CRÍTICAS Y ESTUDIOS
“En tránsito”: Voces diversas
Por Antonella Estevez
4 de julio 2018

El cine ha sido uno de los más eficientes lugares para crear, instalar y reproducir la ideología de género, esa que ha definido lo que se supone que es “ser hombre” y “ser mujer” en nuestra sociedad. Los imaginarios respecto a “lo masculino” y “lo femenino” han encontrado en la pantalla un poderoso espacio para instruir a las personas respecto a lo que pueden o no pueden ser y hacer a partir de su constitución biológica. Llevamos más de un siglo en que son las películas –entre otras construcciones culturales- las que nos enseñan cómo se supone que debería comportarse un hombre -siempre valiente, dispuesto, activo- y cómo se debería ver una mujer: dócil, frágil y, por su puesto, estandarizadamente bella. Por eso no es menor que sea también desde el cine donde se esté comenzando a replantear estos roles de género y que películas chilenas estén ayudándonos a conocer otras maneras de habitar la identidad.

La influencia de la ganadora del Oscar Una mujer fantástica se hizo sentir hasta el congreso, obligando incluso a aquellos parlamentarios más conservadores a considerar la necesidad de hacer avanzar la Ley de Identidad de Género. Este efecto tuvo que ver con la atención internacional que recibió la película de Sebastián Lelio y su protagonista –la actriz trans Daniela Vega- que acercaron a un amplio público un relato sobre lo que puede significar ser trans en Chile.

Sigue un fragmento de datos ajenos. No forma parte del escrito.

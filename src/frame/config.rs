//! Limits applied by the [`FrameReassembler`](crate::frame::FrameReassembler).

use std::num::NonZeroUsize;

/// Default cap on the incomplete trailing candidate: 1 MiB.
pub const DEFAULT_MAX_PENDING_BYTES: NonZeroUsize = match NonZeroUsize::new(1024 * 1024) {
    Some(value) => value,
    None => unreachable!(),
};

/// Default number of decode diagnostics retained between drains.
pub const DEFAULT_MAX_DIAGNOSTICS: usize = 256;

/// Tunables for inbound record reassembly.
#[derive(Clone, Copy, Debug, PartialEq, Eq)]
pub struct ReassemblerConfig {
    max_pending_bytes: NonZeroUsize,
    max_diagnostics: usize,
}

impl ReassemblerConfig {
    /// Build a configuration with default limits.
    #[must_use]
    pub const fn new() -> Self {
        Self {
            max_pending_bytes: DEFAULT_MAX_PENDING_BYTES,
            max_diagnostics: DEFAULT_MAX_DIAGNOSTICS,
        }
    }

    /// Largest incomplete candidate held while waiting for a boundary.
    ///
    /// A candidate that grows beyond this is discarded and input is skipped
    /// up to the next newline.
    #[must_use]
    pub const fn with_max_pending_bytes(mut self, limit: NonZeroUsize) -> Self {
        self.max_pending_bytes = limit;
        self
    }

    /// Number of [`FrameDecodeError`](crate::frame::FrameDecodeError)s kept
    /// for [`take_diagnostics`](crate::frame::FrameReassembler::take_diagnostics).
    ///
    /// Zero disables retention; failures are still logged and counted.
    #[must_use]
    pub const fn with_max_diagnostics(mut self, limit: usize) -> Self {
        self.max_diagnostics = limit;
        self
    }

    /// Configured pending-buffer cap.
    #[must_use]
    pub const fn max_pending_bytes(&self) -> NonZeroUsize { self.max_pending_bytes }

    /// Configured diagnostics capacity.
    #[must_use]
    pub const fn max_diagnostics(&self) -> usize { self.max_diagnostics }
}

impl Default for ReassemblerConfig {
    fn default() -> Self { Self::new() }
}
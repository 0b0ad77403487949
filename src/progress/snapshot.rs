//! Immutable view of aggregation state.

use std::collections::BTreeMap;

use serde::Serialize;

/// Progress at the moment a record was observed.
#[derive(Clone, Debug, Default, PartialEq, Serialize)]
#[serde(rename_all = "camelCase")]
pub struct ProgressSnapshot {
    processed: u64,
    declared_total: Option<u64>,
    success_count: u64,
    failure_count: u64,
    percent_complete: f64,
    outcome_counts: BTreeMap<u16, u64>,
    history_len: usize,
    history_evicted: u64,
}

impl ProgressSnapshot {
    pub(crate) fn new(
        processed: u64,
        declared_total: Option<u64>,
        success_count: u64,
        failure_count: u64,
        outcome_counts: BTreeMap<u16, u64>,
        history_len: usize,
        history_evicted: u64,
    ) -> Self {
        Self {
            processed,
            declared_total,
            success_count,
            failure_count,
            percent_complete: percent_complete(processed, declared_total),
            outcome_counts,
            history_len,
            history_evicted,
        }
    }

    /// Records observed so far.
    #[must_use]
    pub const fn processed(&self) -> u64 { self.processed }

    /// Most recently declared batch size.
    #[must_use]
    pub const fn declared_total(&self) -> Option<u64> { self.declared_total }

    /// Records whose outcome matched the success code.
    #[must_use]
    pub const fn success_count(&self) -> u64 { self.success_count }

    /// Records with any other outcome.
    #[must_use]
    pub const fn failure_count(&self) -> u64 { self.failure_count }

    /// Completion in percent, within `0.0..=100.0`.
    #[must_use]
    pub const fn percent_complete(&self) -> f64 { self.percent_complete }

    /// Observed records per outcome code.
    #[must_use]
    pub fn outcome_counts(&self) -> &BTreeMap<u16, u64> { &self.outcome_counts }

    /// Count for a single outcome code.
    #[must_use]
    pub fn outcome_count(&self, code: u16) -> u64 { self.outcome_counts.get(&code).copied().unwrap_or(0) }

    /// Records currently retained in history.
    #[must_use]
    pub const fn history_len(&self) -> usize { self.history_len }

    /// Records dropped from history by the retention limit.
    #[must_use]
    pub const fn history_evicted(&self) -> u64 { self.history_evicted }

    /// Whether every declared record has been observed.
    #[must_use]
    pub fn is_complete(&self) -> bool {
        matches!(self.declared_total, Some(total) if total > 0 && self.processed >= total)
    }
}

/// `processed / total * 100`, clamped to `0.0..=100.0`.
///
/// An unknown or zero total yields `0.0`.
#[must_use]
#[expect(
    clippy::cast_precision_loss,
    reason = "percentages tolerate rounding for counts above 2^53"
)]
pub fn percent_complete(processed: u64, declared_total: Option<u64>) -> f64 {
    match declared_total {
        Some(total) if total > 0 => (processed as f64 / total as f64 * 100.0).clamp(0.0, 100.0),
        _ => 0.0,
    }
}
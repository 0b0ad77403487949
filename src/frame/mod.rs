//! Reassembly of newline-delimited records from an unframed byte stream.
//!
//! The transport hands over fragments whose boundaries mean nothing: a single
//! fragment may hold part of a record, several records, or a record whose
//! separator went missing upstream. The types here hide those hazards from
//! downstream consumers. Each sub-module covers one concern:
//!
//! - `utf8`: streaming text decoding across fragment boundaries.
//! - [`splitter`]: the concatenation repair state machine.
//! - [`reassembler`]: buffering, boundary detection, and decoding.

pub mod config;
pub mod error;
pub mod reassembler;
pub mod splitter;
mod utf8;

pub use config::{DEFAULT_MAX_DIAGNOSTICS, DEFAULT_MAX_PENDING_BYTES, ReassemblerConfig};
pub use error::{FrameDecodeError, TruncationError};
pub use reassembler::{Flush, FrameReassembler};
pub use splitter::{ConcatenationSplitter, SplitState};
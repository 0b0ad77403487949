//! Asynchronous consumption of a record stream.
//!
//! [`StreamConsumer::run`] pulls fragments from any `futures::Stream`,
//! feeds them to a [`FrameReassembler`](crate::frame::FrameReassembler), and
//! hands each decoded record to a [`ProgressSink`](crate::progress::ProgressSink).
//! [`transport::fragments`] adapts a `tokio::io::AsyncRead` source.

pub mod consumer;
pub mod transport;

pub use consumer::{ConsumerConfig, StreamConsumer, StreamOutcome, StreamSummary};
pub use transport::{DEFAULT_READ_CAPACITY, fragments, fragments_with_capacity};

El documental En tránsito, de la realizadora Constanza Gallardo Vásquez, invita al espectador a ir más allá y conocer la historia de cuatro personas trans que están en distintos momentos de su proceso. Este acercamiento le posibilita al espectador complejizar la mirada y le ayuda a entender que al igual que hay muchas maneras de ser hombre y mujer, hay muchas maneras de transitar hacia esos lugares e incluso de moverse hacia espacios en que ese binarismo se pone en cuestión.

Las y los protagonistas de En tránsito se exponen a la cámara de Gallardo y construyen un relato sobre ellos mismos, sus elecciones y desafíos. Son sus voces las que llevan el relato mientras los vemos desplazarse por la ciudad, interactuar con sus familiares y amigos y también construirse estéticamente desde lo que desean ser. Conocemos a la estudiante universitaria y poetisa Mara Rita, a Patricia una mujer adulta que hoy ayuda a otrxs que inician el camino de la transición de género, a Matías un adolescente que cuenta con el apoyo de su familia, pero ha vivido acoso constante de parte de compañeros de colegio y a Gis, quien escoge vivir su identidad sin etiquetas.

El lenguaje visual de la película es claro y directo. El documental tiene el objetivo principal invitar al espectador a acercarse a distintas experiencias sobre lo que es ser trans en Chile, por lo mismo no hay mucho espacio para juegos visuales o riesgos cinematográficos. Acá lo importante es el mensaje. Y ese mensaje está instalado en la mirada, las voces y el habitar de cuatro personas que han dado la pelea para poder ser quienes sueñan ser, y ese es un derecho que todas y todos deberíamos respetar y apoyar. Conocer estas historias nos ayuda a entenderlo de mejor manera, ser más empáticos y ojalá, pasar de la tolerancia a la aceptación.